To generate the scatter plots, we use the function pyplot.scatter() or in the imported form plt.scatter(). The first two inputs of this function are the x and y coordinates of the scatter point. The Python script given below explains how to use the scatter() function.

# generate a simple scatter plot
# plot the binomial distribution's pmf
plt.figure(figsize=(8,6))
# s is the marker size
# alpha is the transparency
plt.scatter(x1,y1, marker='x', s=100, label='Data set 1', alpha =0.5)
plt.scatter(x2,y2, marker='o', s=100, label='Data set 2', alpha=0.5)

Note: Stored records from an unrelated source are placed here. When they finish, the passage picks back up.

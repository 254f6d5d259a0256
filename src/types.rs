use crate::consts::DMX_UNIVERSE_SIZE;

/// A value was outside the range the operation accepts. Contains the offending value.
#[derive(Copy, Clone, Debug, Eq, PartialEq)]
#[cfg_attr(feature = "defmt", derive(defmt::Format))]
pub struct OutOfRange(pub u16);

impl core::fmt::Display for OutOfRange {
    fn fmt(&self, f: &mut core::fmt::Formatter<'_>) -> core::fmt::Result {
        write!(f, "value {} is out of range", self.0)
    }
}

#[cfg(feature = "std")]
impl std::error::Error for OutOfRange {}

/// The role the engine currently plays on the dmx line.
#[derive(Copy, Clone, Debug, Eq, PartialEq)]
#[cfg_attr(feature = "defmt", derive(defmt::Format))]
#[repr(u8)]
pub enum Role {
    /// Receives frames and exposes a sub-range of channels to local outputs.
    Device = 0x00,
    /// Periodically transmits frames.
    Controller = 0x01,
}

impl TryFrom<u16> for Role {
    type Error = OutOfRange;

    fn try_from(value: u16) -> Result<Self, OutOfRange> {
        match value {
            0x00 => Ok(Self::Device),
            0x01 => Ok(Self::Controller),
            _ => Err(OutOfRange(value)),
        }
    }
}

/// A dmx channel address in the range 1..=512.
#[derive(Copy, Clone, Debug, Eq, PartialEq, Ord, PartialOrd)]
#[cfg_attr(feature = "defmt", derive(defmt::Format))]
pub struct DmxAddress(u16);

impl DmxAddress {
    pub const FIRST: Self = Self(1);
    pub const LAST: Self = Self(DMX_UNIVERSE_SIZE as u16);

    pub fn new(address: u16) -> Result<Self, OutOfRange> {
        if !(1..=DMX_UNIVERSE_SIZE as u16).contains(&address) {
            return Err(OutOfRange(address));
        }

        Ok(Self(address))
    }

    pub fn as_u16(&self) -> u16 {
        self.0
    }

    /// Zero based slot index of this address.
    pub fn index(&self) -> usize {
        self.0 as usize - 1
    }
}

impl TryFrom<u16> for DmxAddress {
    type Error = OutOfRange;

    fn try_from(value: u16) -> Result<Self, OutOfRange> {
        Self::new(value)
    }
}

impl core::fmt::Display for DmxAddress {
    fn fmt(&self, f: &mut core::fmt::Formatter<'_>) -> core::fmt::Result {
        write!(f, "{:03}", self.0)
    }
}

/// The amount of slots a controller transmits per frame, 1..=512.
#[derive(Copy, Clone, Debug, Eq, PartialEq, Ord, PartialOrd)]
#[cfg_attr(feature = "defmt", derive(defmt::Format))]
pub struct ChannelCount(u16);

impl ChannelCount {
    pub const MAX: Self = Self(DMX_UNIVERSE_SIZE as u16);

    pub fn new(count: u16) -> Result<Self, OutOfRange> {
        if !(1..=DMX_UNIVERSE_SIZE as u16).contains(&count) {
            return Err(OutOfRange(count));
        }

        Ok(Self(count))
    }

    pub fn get(&self) -> usize {
        self.0 as usize
    }
}

impl Default for ChannelCount {
    fn default() -> Self {
        Self::MAX
    }
}

impl TryFrom<u16> for ChannelCount {
    type Error = OutOfRange;

    fn try_from(value: u16) -> Result<Self, OutOfRange> {
        Self::new(value)
    }
}
use crate::config_store::{ConfigError, ConfigKey, ConfigStore, EngineConfig};
use crate::dmx_controller::{DmxTransmitter, TransmitAction, TransmitEvent, TransmitState};
use crate::dmx_receiver::{DmxReceiver, ReceiveAction, ReceiveState, ReceiveStatus};
use crate::dmx_timer::{PhaseTimer, TimerPurpose, TimingController};
use crate::dmx_uart_driver::{DmxUartDriver, LineLevel, LineMode, ReceivedWord};
use crate::frame_buffer::{DmxFrame, FrameBuffer};
use crate::types::{ChannelCount, DmxAddress, OutOfRange, Role};

#[derive(Debug)]
#[cfg_attr(feature = "defmt", derive(defmt::Format))]
pub enum EngineError<E> {
    /// A channel, address or count was outside of 1..=512.
    OutOfRange(OutOfRange),
    /// The command is only valid in the other role. Contains the current role.
    WrongRole(Role),
    /// The configuration could not be persisted.
    Config(ConfigError<E>),
}

impl<E: core::fmt::Display> core::fmt::Display for EngineError<E> {
    fn fmt(&self, f: &mut core::fmt::Formatter<'_>) -> core::fmt::Result {
        match self {
            EngineError::OutOfRange(error) => error.fmt(f),
            EngineError::WrongRole(role) => write!(f, "command not available as {:?}", role),
            EngineError::Config(error) => error.fmt(f),
        }
    }
}

#[cfg(feature = "std")]
impl<E: core::fmt::Display + core::fmt::Debug> std::error::Error for EngineError<E> {}

impl<E> From<OutOfRange> for EngineError<E> {
    fn from(value: OutOfRange) -> Self {
        Self::OutOfRange(value)
    }
}

impl<E> From<ConfigError<E>> for EngineError<E> {
    fn from(value: ConfigError<E>) -> Self {
        Self::Config(value)
    }
}

/// The dmx frame engine. Owns the frame buffer, both state machines, the uart, the
/// phase timer and the configuration store.
///
/// The `on_*` methods are the interrupt entry points. They must be called with
/// exclusive access to the engine, which the interrupt priorities of the platform
/// provide. Everything else is called from the main loop.
pub struct DmxEngine<D: DmxUartDriver, T: PhaseTimer, S: ConfigStore> {
    uart: D,
    timing: TimingController<T>,
    store: S,
    config: EngineConfig,
    frame_buffer: FrameBuffer,
    transmitter: DmxTransmitter,
    receiver: DmxReceiver,
}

plt.title('Scatter Plot of Two Data sets', fontsize=14)
plt.xlabel('x', fontsize=14)
plt.ylabel('y',fontsize=14)
plt.tick_params(axis='both',which='major',labelsize=14)
plt.legend(fontsize=14)
plt.grid()
plt.savefig('ScatterPlot1.png', dpi=600)
plt.show()

The used parameters of the scatter() function are

  • marker=’x’ or marker=’o’- this parameter sets the marker shape
  • s=100 – this parameter is the marker size. It can be a scalar value if we want all markers to have the same size, or it can be an array if we want to create markers that differ in size.
  • label=’ ‘ – this parameter is the label of the corresponding data set. It will be plotted in the legend.
  • alpha=0.5 – is the transparency factor. To make the markers more transparent we should decrease alpha.

After we create the data sets, we set the title, x and y axis labels and fontsize, legend, grid, and finally we save the scatter plot to an image file by using plt.savefig(). The generated scatter plot is given below.

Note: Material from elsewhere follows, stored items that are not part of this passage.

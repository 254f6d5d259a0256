use crate::consts::DEFAULT_DEVICE_ADDRESS;
use crate::layouts::config_record_layout;
use crate::types::{DmxAddress, Role};
use crate::utils::calculate_checksum;

/// Keys of the persisted configuration values.
#[derive(Copy, Clone, Debug, Eq, PartialEq)]
#[cfg_attr(feature = "defmt", derive(defmt::Format))]
#[repr(u8)]
pub enum ConfigKey {
    /// The [Role], stored as its `u8` representation.
    Role = 0x00,
    /// The [DmxAddress] of the device role.
    DeviceAddress = 0x01,
}

#[derive(Debug)]
#[cfg_attr(feature = "defmt", derive(defmt::Format))]
pub enum ConfigError<E> {
    /// The store holds no value for this key.
    Missing(ConfigKey),
    /// The stored value for this key is invalid or failed its integrity check.
    Corrupted(ConfigKey),
    /// An error raised by the underlying store.
    DriverError(E),
}

impl<E: core::fmt::Display> core::fmt::Display for ConfigError<E> {
    fn fmt(&self, f: &mut core::fmt::Formatter<'_>) -> core::fmt::Result {
        match self {
            ConfigError::Missing(key) => write!(f, "no value stored for {:?}", key),
            ConfigError::Corrupted(key) => write!(f, "stored value for {:?} is corrupted", key),
            ConfigError::DriverError(error) => error.fmt(f),
        }
    }
}

#[cfg(feature = "std")]
impl<E: core::fmt::Display + core::fmt::Debug> std::error::Error for ConfigError<E> {}

/// Non-volatile key/value storage for the engine configuration.
pub trait ConfigStore {
    /// A driver specific error.
    type Error;

    /// Read the value of a key. Returns `Ok(None)` if the key was never written.
    fn get(&mut self, key: ConfigKey) -> Result<Option<u16>, ConfigError<Self::Error>>;

    /// Write the value of a key.
    fn set(&mut self, key: ConfigKey, value: u16) -> Result<(), ConfigError<Self::Error>>;
}

impl<S: ConfigStore + ?Sized> ConfigStore for &mut S {
    type Error = S::Error;

    fn get(&mut self, key: ConfigKey) -> Result<Option<u16>, ConfigError<Self::Error>> {
        (**self).get(key)
    }

    fn set(&mut self, key: ConfigKey, value: u16) -> Result<(), ConfigError<Self::Error>> {
        (**self).set(key, value)
    }
}

/// The configuration that survives a power cycle.
#[derive(Copy, Clone, Debug, Eq, PartialEq)]
#[cfg_attr(feature = "defmt", derive(defmt::Format))]
pub struct EngineConfig {
    pub role: Role,
    pub device_address: DmxAddress,
}

impl Default for EngineConfig {
    fn default() -> Self {
        Self {
            role: Role::Device,
            device_address: DmxAddress::FIRST,
        }
    }
}

impl EngineConfig {
    /// Read and validate the configuration. Every key has to be present.
    pub fn load<S: ConfigStore>(store: &mut S) -> Result<Self, ConfigError<S::Error>> {
        let role = store
            .get(ConfigKey::Role)?
            .ok_or(ConfigError::Missing(ConfigKey::Role))?;
        let device_address = store
            .get(ConfigKey::DeviceAddress)?
            .ok_or(ConfigError::Missing(ConfigKey::DeviceAddress))?;

        Ok(Self {
            role: Role::try_from(role).map_err(|_| ConfigError::Corrupted(ConfigKey::Role))?,
            device_address: DmxAddress::new(device_address)
                .map_err(|_| ConfigError::Corrupted(ConfigKey::DeviceAddress))?,
        })
    }

    /// Write every key of the configuration.
    pub fn store<S: ConfigStore>(&self, store: &mut S) -> Result<(), ConfigError<S::Error>> {
        store.set(ConfigKey::Role, self.role as u16)?;
        store.set(ConfigKey::DeviceAddress, self.device_address.as_u16())?;

        Ok(())
    }
}

/// A [ConfigStore] that keeps the values in ram. Useful for tests and for targets
/// that provision the configuration at startup.
#[derive(Debug, Default, Clone)]
pub struct MemoryConfigStore {
    role: Option<u16>,
    device_address: Option<u16>,
}

impl MemoryConfigStore {
    pub fn new() -> Self {
        Self::default()
    }

    pub fn with_config(config: EngineConfig) -> Self {
        Self {
            role: Some(config.role as u16),
            device_address: Some(config.device_address.as_u16()),
        }
    }
}

impl ConfigStore for MemoryConfigStore {
    type Error = core::convert::Infallible;

    fn get(&mut self, key: ConfigKey) -> Result<Option<u16>, ConfigError<Self::Error>> {
        Ok(match key {
            ConfigKey::Role => self.role,
            ConfigKey::DeviceAddress => self.device_address,
        })
    }

    fn set(&mut self, key: ConfigKey, value: u16) -> Result<(), ConfigError<Self::Error>> {
        match key {
            ConfigKey::Role => self.role = Some(value),
            ConfigKey::DeviceAddress => self.device_address = Some(value),
        }

        Ok(())
    }
}

pub const CONFIG_RECORD_SIZE: usize = 8;
const CONFIG_RECORD_MAGIC: u8 = 0xD5;
const CONFIG_RECORD_VERSION: u8 = 0x01;
const ERASED_BYTE: u8 = 0xFF;

/// Raw access to a fixed size block of non-volatile memory like an eeprom word block.
pub trait RecordStorage {
    /// A driver specific error.
    type Error;

    fn read_record(&mut self, record: &mut [u8; CONFIG_RECORD_SIZE]) -> Result<(), Self::Error>;

    fn write_record(&mut self, record: &[u8; CONFIG_RECORD_SIZE]) -> Result<(), Self::Error>;
}

/// A [ConfigStore] that keeps all keys in one checksummed record.
///
/// An erased record (all bytes `0xFF`) reads as missing. A record with a wrong magic,
/// version or checksum reads as corrupted.
pub struct RecordConfigStore<R: RecordStorage> {
    storage: R,
}

impl<R: RecordStorage> RecordConfigStore<R> {
    pub fn new(storage: R) -> Self {
        Self { storage }
    }

    /// Get a reference to the underlying storage.
    pub fn get_storage(&mut self) -> &mut R {
        &mut self.storage
    }

    fn read_valid_record(
        &mut self,
        key: ConfigKey,
    ) -> Result<Option<[u8; CONFIG_RECORD_SIZE]>, ConfigError<R::Error>> {
        let mut record = [0u8; CONFIG_RECORD_SIZE];
        self.storage
            .read_record(&mut record)
            .map_err(ConfigError::DriverError)?;

        if record.iter().all(|byte| *byte == ERASED_BYTE) {
            return Ok(None);
        }

        let view = config_record_layout::View::new(&record[..]);
        if view.magic().read() != CONFIG_RECORD_MAGIC
            || view.version().read() != CONFIG_RECORD_VERSION
            || view.checksum().read() != calculate_checksum(&record[..CONFIG_RECORD_SIZE - 2])
        {
            return Err(ConfigError::Corrupted(key));
        }

        Ok(Some(record))
    }
}

impl<R: RecordStorage> ConfigStore for RecordConfigStore<R> {
    type Error = R::Error;

    fn get(&mut self, key: ConfigKey) -> Result<Option<u16>, ConfigError<Self::Error>> {
        let record = match self.read_valid_record(key)? {
            None => return Ok(None),
            Some(record) => record,
        };

        let view = config_record_layout::View::new(&record[..]);
        Ok(Some(match key {
            ConfigKey::Role => view.role().read() as u16,
            ConfigKey::DeviceAddress => view.device_address().read(),
        }))
    }

    fn set(&mut self, key: ConfigKey, value: u16) -> Result<(), ConfigError<Self::Error>> {
        // An erased or broken record is rebuilt from the defaults.
        let mut record = match self.read_valid_record(key) {
            Ok(Some(record)) => record,
            Ok(None) | Err(ConfigError::Corrupted(_)) => default_record(),
            Err(error) => return Err(error),
        };

        let mut view = config_record_layout::View::new(&mut record[..]);
        match key {
            ConfigKey::Role => {
                let role = u8::try_from(value).map_err(|_| ConfigError::Corrupted(key))?;
                view.role_mut().write(role);
            },
            ConfigKey::DeviceAddress => view.device_address_mut().write(value),
        }

        let checksum = calculate_checksum(&record[..CONFIG_RECORD_SIZE - 2]);
        config_record_layout::View::new(&mut record[..])
            .checksum_mut()
            .write(checksum);

        self.storage
            .write_record(&record)
            .map_err(ConfigError::DriverError)
    }
}

fn default_record() -> [u8; CONFIG_RECORD_SIZE] {
    let defaults = EngineConfig::default();
    let mut record = [0u8; CONFIG_RECORD_SIZE];

    let mut view = config_record_layout::View::new(&mut record[..]);
    view.magic_mut().write(CONFIG_RECORD_MAGIC);
    view.version_mut().write(CONFIG_RECORD_VERSION);
    view.role_mut().write(defaults.role as u8);
    view.reserved_mut().write(0);
    view.device_address_mut().write(DEFAULT_DEVICE_ADDRESS);

    record
}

Next, let us learn how to gain more control of parameters of the scatter plot and how to change other features.

The Python script given below creates a scatter plot in which the marker dimensions are scaled and the colors of every marker are different.


# let us generate a more fancier scatter plot
# let us define colors 
colorArray=np.random.rand(len(x1))
sizeArray=2000*np.random.rand(len(x1))

plt.figure(figsize=(10,8))
# s is the size 
# c is the color
# cmap is the color map
plt.scatter(x1,y1, marker='o', 
            s=sizeArray, c=colorArray, 
            cmap='viridis', alpha =0.5)

plt.title('Scatter Plot of the First Data set', fontsize=14)
plt.xlabel('x', fontsize=14)
plt.ylabel('y',fontsize=14)
plt.colorbar()
plt.tick_params(axis='both',which='major',labelsize=14)
plt.grid()
plt.savefig('ScatterPlot2.png', dpi=600)
plt.show()

We create two arrays: colorArray and sizeArray. Every entry of the array called colorArray specifies the color of every marker, and every entry of the array called sizeArray specifies the size of the marker. The addition parameter of the scatter function that are not used in the previous script are

  • s=sizeArray – we specify the size of markers. The size of the marker of every data point is defined by the corresponding entry of sizeArray.
  • c=colorArray – we specify the color of markers. The color of the marker of every data point is defined by the corresponding entry of colorArray.
  • cmap=’viridis’ – is the used color map for markers.

The generated scatter plot is shown in the figure below.